北京当局はこのほど、北京五輪開催のために、食品安全監督制御システムを全面的に稼働させることを発表した。このシステムは食品の生産、加工、包装、流通等すべての部分の監督が含まれている。国家質量監督検査検疫総局本部(以下、国家質監検局)では、同時に1千社の食品製造企業からの製造現場画像の受信ができるとし、チューインガムから輸入食品まで、モニターで監視することができると明らかにした。国家質監検局の孫波氏は、「北京五輪開催期間、質量監督および検疫部門はこのシステムを使い、食品の安全を保障し、各製品に対して監督制御する」と表明した。
監督管理部門の腐敗および生産企業が利益を貪るために、基準を無視したスキャンダルが暴露されてから、中国当局は五輪のために食品安全監督制御データバンクを構築し、通し番号にて、野菜から飲用水までのすべての製品を把握することにした。
一方、食肉用動物の飼育過程において、使用された抗生物質および成長促進剤は選手らのドーピング検査で陽性を呈させる可能性があることから、肉類食品の安全性について、各界の注目の焦点になっている。これについて、米中両国ともにクレンブテロール(Clenbuterol)類のステロイド系薬物は肉類生産に使用禁止されているが、専門家によると、中国の養豚農家において、この薬物は普遍的に使用されているという。また、養豚農家は個人経営の小さい農場が多く、各地の養豚農家は豚を屠殺工場へ送り処理することから、最終的に肉類製品の販売時に行われる抜き取り検査は、農家を特定できないため、意味がないと指摘した。

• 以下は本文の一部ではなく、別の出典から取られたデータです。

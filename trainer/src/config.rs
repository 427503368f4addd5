use std::path::Path;

use anyhow::{ensure, Context, Result};
use hydro::{builtins::builtin_stage, HydroConfig, StageSpec};
use serde::{Deserialize, Serialize};

use crate::script::{demo_script, ScriptStep};
use crate::Args;

#[derive(Debug, Clone, PartialEq, Serialize, Deserialize)]
#[serde(default)]
pub struct Config {
    /// Built-in stage to load unless `custom_stage` is given.
    pub stage: String,
    pub custom_stage: Option<StageSpec>,
    pub seconds: f32,
    pub dt: f32,
    /// Log a telemetry line every this many frames (0 disables).
    pub telemetry_every: u32,
    pub physics: HydroConfig,
    pub script: Vec<ScriptStep>,
}

impl Default for Config {
    fn default() -> Self {
        Self {
            stage: "pool".to_string(),
            custom_stage: None,
            seconds: 30.0,
            dt: 1.0 / 60.0,
            telemetry_every: 60,
            physics: HydroConfig::default(),
            script: demo_script(),
        }
    }
}

impl Config {
    /// CLI flags win over file values.
    pub fn apply_args(&mut self, args: &Args) {
        if let Some(stage) = &args.stage {
            self.stage = stage.clone();
            self.custom_stage = None;
        }
        if let Some(seconds) = args.seconds {
            self.seconds = seconds;
        }
        if let Some(dt) = args.dt {
            self.dt = dt;
        }
    }

    pub fn resolve_stage(&self) -> Result<StageSpec> {
        let stage = match &self.custom_stage {
            Some(custom) => custom.clone(),
            None => builtin_stage(&self.stage)?,
        };
        stage.validate().with_context(|| format!("stage `{}`", stage.name))?;
        Ok(stage)
    }

    pub fn validate(&self) -> Result<()> {
        ensure!(self.seconds.is_finite() && self.seconds >= 0.0, "seconds must be non-negative, got {}", self.seconds);
        ensure!(self.dt.is_finite() && self.dt > 0.0, "dt must be positive, got {}", self.dt);
        self.physics.validate().context("physics")?;
        self.resolve_stage()?;
        Ok(())
    }
}

pub fn parse_config(text: &str) -> Result<Config> {
    let cfg: Config = toml::from_str(text).context("parsing config TOML")?;
    Ok(cfg)
}

/// Read and validate a config file.
pub fn load_config(path: &Path) -> Result<Config> {
    let text = std::fs::read_to_string(path)
        .with_context(|| format!("reading config {}", path.display()))?;
    let cfg = parse_config(&text).with_context(|| format!("in {}", path.display()))?;
    cfg.validate()?;
    Ok(cfg)
}
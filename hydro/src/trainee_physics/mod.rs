mod util;
mod types;
mod current;
mod terms;
mod vertical;
mod horizontal;

pub use types::{
    HorizontalInputs, HorizontalState, HorizontalStepDebug, VerticalInputs, VerticalState,
    VerticalStep,
};
pub use current::{current_at, value_noise2};
pub use vertical::step_vertical;
pub use horizontal::{step_horizontal, step_horizontal_dbg};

上海のある食品・衛生機構の顧問グルバー・ニメイア氏は、「中国の肉類生産基準は五輪期間中の、食品安全性を保証するには足りない。現時点での基準で生産された食品を摂取した選手らがドーピング検査による薬物検出を避けることは不可能であり、これが五輪で直面する主な挑戦の1つである」と指摘した。
中国のメディアによると、昨年、北京五輪開催時に政府主導の豚肉供給先「千喜鶴食品グループ」が公表され、そのために都市・工業地区・交通幹線を離れ、大気、水質および土壌が汚染されてない場所に10箇所の秘密養豚場を建設したという。この養豚場は監視カメラによる24時間体制の管理および厳密な監督制御が行われている。一方、北京五輪報道センター主任の李湛軍氏は、肉類供給先の指定はしていないとし、オリンピック委員会も専門飼育の「五輪豚」の存在を否定した。
豚は生まれてから成豚・出荷までに必要とされる期間は約245日で、「五輪豚」を飼育するのは時間的に不可能だ。北京五輪開催までに7ヶ月しかなく、養豚場から製造工場まで、小売から消費者までの食品安全性の確保は、時間的には緊迫している。